Stored entries
###

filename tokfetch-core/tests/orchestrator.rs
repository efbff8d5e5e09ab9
mod support;

use std::sync::Arc;

use support::{post_with_video, ScriptedSource, SourceReply, StubExtractor, PAGE_URL};
use tokfetch_core::primary::RawVideo;
use tokfetch_core::{
    Extractor, MessagesSection, Method, Normalizer, Orchestrator, OrchestratorError,
    PrimaryExtractor, StatsCounters, StatsRegistry, ValidationError,
};

fn orchestrator(strategies: Vec<Arc<dyn Extractor>>) -> Orchestrator {
    Orchestrator::new(
        strategies,
        Arc::new(StatsRegistry::new()),
        vec!["tiktok.com".into()],
        MessagesSection::default(),
    )
}

#[tokio::test]
async fn primary_success_skips_fallback() {
    let primary = StubExtractor::succeeding(Method::Primary, "https://cdn/primary.mp4");
    let fallback = StubExtractor::succeeding(Method::Fallback, "https://cdn/fallback.mp4");
    let orchestrator = orchestrator(vec![primary.clone(), fallback.clone()]);

    let result = orchestrator.download(PAGE_URL).await.unwrap();
    assert_eq!(result.method, Method::Primary);
    assert_eq!(result.media.video_url, "https://cdn/primary.mp4");
    assert_eq!(fallback.calls(), 0);
    assert_eq!(
        orchestrator.stats().snapshot(),
        StatsCounters {
            primary_successes: 1,
            fallback_successes: 0,
            total_failures: 0,
        }
    );
}

#[tokio::test]
async fn fallback_runs_after_primary_failure() {
    let primary = StubExtractor::failing(Method::Primary);
    let fallback = StubExtractor::succeeding(Method::Fallback, "https://cdn/clean.mp4");
    let orchestrator = orchestrator(vec![primary.clone(), fallback.clone()]);

    let result = orchestrator.download(PAGE_URL).await.unwrap();
    assert_eq!(result.method, Method::Fallback);
    assert_eq!(primary.calls(), 1);
    assert_eq!(fallback.calls(), 1);
    assert_eq!(
        orchestrator.stats().snapshot(),
        StatsCounters {
            primary_successes: 0,
            fallback_successes: 1,
            total_failures: 0,
        }
    );
}

#[tokio::test]
async fn exhausted_chain_reports_generic_message() {
    let orchestrator = orchestrator(vec![
        StubExtractor::failing(Method::Primary),
        StubExtractor::failing(Method::Fallback),
    ]);

    let err = orchestrator.download(PAGE_URL).await.unwrap_err();
    match err {
        OrchestratorError::Download(err) => {
            assert_eq!(err.message, "All methods failed. Please try again later.")
        }
        other => panic!("unexpected error: {other:?}"),
    }
    assert_eq!(
        orchestrator.stats().snapshot(),
        StatsCounters {
            primary_successes: 0,
            fallback_successes: 0,
            total_failures: 1,
        }
    );
}

#[tokio::test]
async fn draft_without_video_url_counts_as_strategy_failure() {
    let primary = StubExtractor::succeeding(Method::Primary, "");
    let fallback = StubExtractor::succeeding(Method::Fallback, "https://cdn/clean.mp4");
    let orchestrator = orchestrator(vec![primary, fallback]);

    let result = orchestrator.download(PAGE_URL).await.unwrap();
    assert_eq!(result.method, Method::Fallback);
    assert!(!result.media.video_url.is_empty());
}

#[tokio::test]
async fn invalid_urls_never_reach_strategies_or_counters() {
    let primary = StubExtractor::succeeding(Method::Primary, "https://cdn/primary.mp4");
    let orchestrator = orchestrator(vec![primary.clone()]);

    let err = orchestrator.download("").await.unwrap_err();
    assert!(matches!(
        err,
        OrchestratorError::Validation(ValidationError::MissingUrl(_))
    ));
    let err = orchestrator
        .download("https://example.com/video/1")
        .await
        .unwrap_err();
    assert!(matches!(
        err,
        OrchestratorError::Validation(ValidationError::UnsupportedUrl(_))
    ));

    assert_eq!(primary.calls(), 0);
    assert_eq!(orchestrator.stats().snapshot(), StatsCounters::default());
}

#[tokio::test]
async fn payload_without_video_falls_through_to_fallback() {
    let source = ScriptedSource::default()
        .with("v1", SourceReply::Success(post_with_video(RawVideo::List(vec![]))));
    let primary = Arc::new(PrimaryExtractor::new(
        Arc::new(source),
        vec!["v1".into()],
        Normalizer::new(MessagesSection::default()),
    ));
    let fallback = StubExtractor::succeeding(Method::Fallback, "https://cdn/clean.mp4");
    let orchestrator = orchestrator(vec![primary, fallback.clone()]);

    let result = orchestrator.download(PAGE_URL).await.unwrap();
    assert_eq!(result.method, Method::Fallback);
    assert_eq!(fallback.calls(), 1);
    assert_eq!(orchestrator.stats().snapshot().fallback_successes, 1);
}

#[tokio::test]
async fn concurrent_downloads_count_every_request() {
    let orchestrator = Arc::new(orchestrator(vec![StubExtractor::succeeding(
        Method::Primary,
        "https://cdn/primary.mp4",
    )]));
    let tasks: Vec<_> = (0..16)
        .map(|_| {
            let orchestrator = Arc::clone(&orchestrator);
            tokio::spawn(async move { orchestrator.download(PAGE_URL).await })
        })
        .collect();
    for task in tasks {
        assert!(task.await.unwrap().is_ok());
    }
    assert_eq!(orchestrator.stats().snapshot().primary_successes, 16);
}
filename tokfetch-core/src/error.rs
use std::io;
use std::path::PathBuf;

use thiserror::Error;

#[derive(Debug, Error)]
pub enum ConfigError {
    #[error("failed to read config {path}: {source}")]
    Io { source: io::Error, path: PathBuf },
    #[error("failed to parse config {path}: {source}")]
    Parse {
        source: toml::de::Error,
        path: PathBuf,
    },
    #[error("invalid config value for {field}: {reason}")]
    Invalid { field: &'static str, reason: String },
}

pub type Result<T> = std::result::Result<T, ConfigError>;
use clap::Parser;
use tracing_subscriber::EnvFilter;

#[tokio::main]
async fn main() {
    tracing_subscriber::fmt()
        .with_env_filter(
            EnvFilter::try_from_default_env().unwrap_or_else(|_| EnvFilter::new("info")),
        )
        .init();

    let cli = tokfetchctl::Cli::parse();
    if let Err(err) = tokfetchctl::run(cli).await {
        eprintln!("error: {err}");
        std::process::exit(1);
    }
}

###

I'd like the number of lines above that contain the word "StatsRegistry", and nothing besides that number.

2